"We got your SEC whores, your FBI Fraud unit whores, those nicely dressed Senate whores--they act high and mighty and dress purty, but they'll drop to their knees in a sec if they hear coins being tossed on the ground!!"
"Ifffen you got some serious coin, we can arrange an all night session in our little bordello with the catchy name of the "White House." For BIG money, you can sleep with the best and get ALL your wishes fulfilled!
"For those folks enjoying a little kink, we've got life-size blowup dolls. We've go the 'Barney,' the 'Chris' and the ever popular 'Nancy P.'
Our Cheap Politicians By ANDREW COCKBURN
Smart investors have certainly had plenty of opportunity to make money lately. Gold is up twenty percent. Oil has doubled. The Dow roars through 10,000. But one investment has far, far, outperformed all others in epic returns: politics.How would you like to invest ONE dollar and get a return of $258,449? Lot better than that measly 1/10th of 1% return you receive on your bank savings account, isn't it?

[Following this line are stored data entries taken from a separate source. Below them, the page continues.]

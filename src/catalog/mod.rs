//! Static learning-content catalog.
//!
//! SYSTEM CONTEXT
//! ==============
//! Read-only data queried by the start-learning wizard: the sectioned
//! learning-path tree (embedded JSON, normalized at load), role-keyed
//! purpose tables, and the fixed activity lists. Nothing here is mutated
//! after load.

pub mod activities;
pub mod paths;
pub mod purposes;
pub mod types;

pub use activities::{career_skills, course_tool_topics, exam_prep_topics, quiz_questions};
pub use paths::sections;
pub use purposes::purposes_for;
pub use types::{
    ContentEntry, Purpose, PurposeKind, PurposePayload, QuizQuestion, ResourceLink, Role, Section,
    StudentScore, Topic, TopicCard,
};
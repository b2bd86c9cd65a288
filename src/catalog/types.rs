//! Canonical data model for the static learning-content catalog.
//!
//! DESIGN
//! ======
//! The shipped catalog asset mixes several topic encodings that accumulated
//! over time (bare strings, objects keyed `title` or `name`, a single `url`
//! versus a `resources` list). Loading normalizes everything into these
//! types once, so rendering and dispatch code never branch on shape.

use serde::Deserialize;

/// Who the learner said they are on the first wizard stage.
#[derive(Clone, Copy, Debug, PartialEq, Eq)]
pub enum Role {
    Student,
    Teacher,
}

impl Role {
    /// Display label for role-selection cards.
    #[must_use]
    pub fn label(self) -> &'static str {
        match self {
            Self::Student => "Student",
            Self::Teacher => "Teacher",
        }
    }
}

/// Discriminant for the purpose-specific content a selection unlocks.
#[derive(Clone, Copy, Debug, PartialEq, Eq)]
pub enum PurposeKind {
    LearnSkill,
    ExamPrep,
    AdvanceCareer,
    GamifiedLearning,
    TeachingMethods,
    CreateCourses,
    StudentPerformance,
}

/// A selectable reason for joining, shown on the purpose-selection stage.
///
/// Selecting one stores the whole value in the wizard, payload included, so
/// the content stage reads its data from the selection rather than looking
/// anything up again.
#[derive(Clone, Debug, PartialEq)]
pub struct Purpose {
    pub kind: PurposeKind,
    pub icon: &'static str,
    pub title: &'static str,
    pub description: &'static str,
    pub payload: PurposePayload,
}

/// Extra data a purpose carries into its content view.
#[derive(Clone, Debug, PartialEq)]
pub enum PurposePayload {
    None,
    /// Marks the gamified purpose; rewards start empty and are earned in the quiz.
    Rewards,
    Resources(Vec<ResourceLink>),
    Scores(Vec<StudentScore>),
}

/// A named external reference attached to topics, entries, and purposes.
#[derive(Clone, Debug, Deserialize, PartialEq, Eq)]
pub struct ResourceLink {
    pub name: String,
    pub url: String,
}

/// One student row in the performance payload.
#[derive(Clone, Debug, PartialEq, Eq)]
pub struct StudentScore {
    pub name: &'static str,
    pub score: u32,
}

/// A top-level catalog grouping ("Fundamentals", "Security", ...).
#[derive(Clone, Debug, PartialEq)]
pub struct Section {
    pub title: String,
    pub entries: Vec<ContentEntry>,
}

/// One keyed content block inside a section ("HTML", "CSS", ...).
#[derive(Clone, Debug, PartialEq)]
pub struct ContentEntry {
    pub key: String,
    pub description: String,
    /// Reading list shown with the entry card.
    pub resources: Vec<ResourceLink>,
    pub topics: Vec<Topic>,
}

/// A single teachable unit, normalized from the asset's mixed encodings.
#[derive(Clone, Debug, PartialEq)]
pub struct Topic {
    pub title: String,
    pub description: Option<String>,
    /// External references; a raw single `url` becomes one link named after the topic.
    pub links: Vec<ResourceLink>,
}

/// Icon + title card for the fixed exam-prep and course-tool grids.
#[derive(Clone, Copy, Debug, PartialEq, Eq)]
pub struct TopicCard {
    pub icon: &'static str,
    pub title: &'static str,
}

/// One multiple-choice question in the gamified quiz.
#[derive(Clone, Copy, Debug)]
pub struct QuizQuestion {
    pub prompt: &'static str,
    pub options: &'static [&'static str],
    pub answer: &'static str,
}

Wall Street balance sheets make this very clear. Last year, according to the Center for Responsive Politics, major banks and other financial institutions in receipt of $295 billion in TARP money pumped $114 million into Washington in lobbying and campaign contributions. As a stand-alone figure, $114 million sounds like a lot. Set against the torrent of cash flowing in the opposite direction, it is minimal. At 258,449 percent it has been called “the single best investment in history.” Our elected representatives are giving it away.
No one should be surprised at the bankers’ dominance of Washington. They even boast about it. Hailing a further emasculation of the powers of the proposed Consumer Finance Protection Agency, the American Bankers’ Association recently issued a press release commending lawmakers for removing “the unworkable requirement that communications with consumers be ‘reasonable.’”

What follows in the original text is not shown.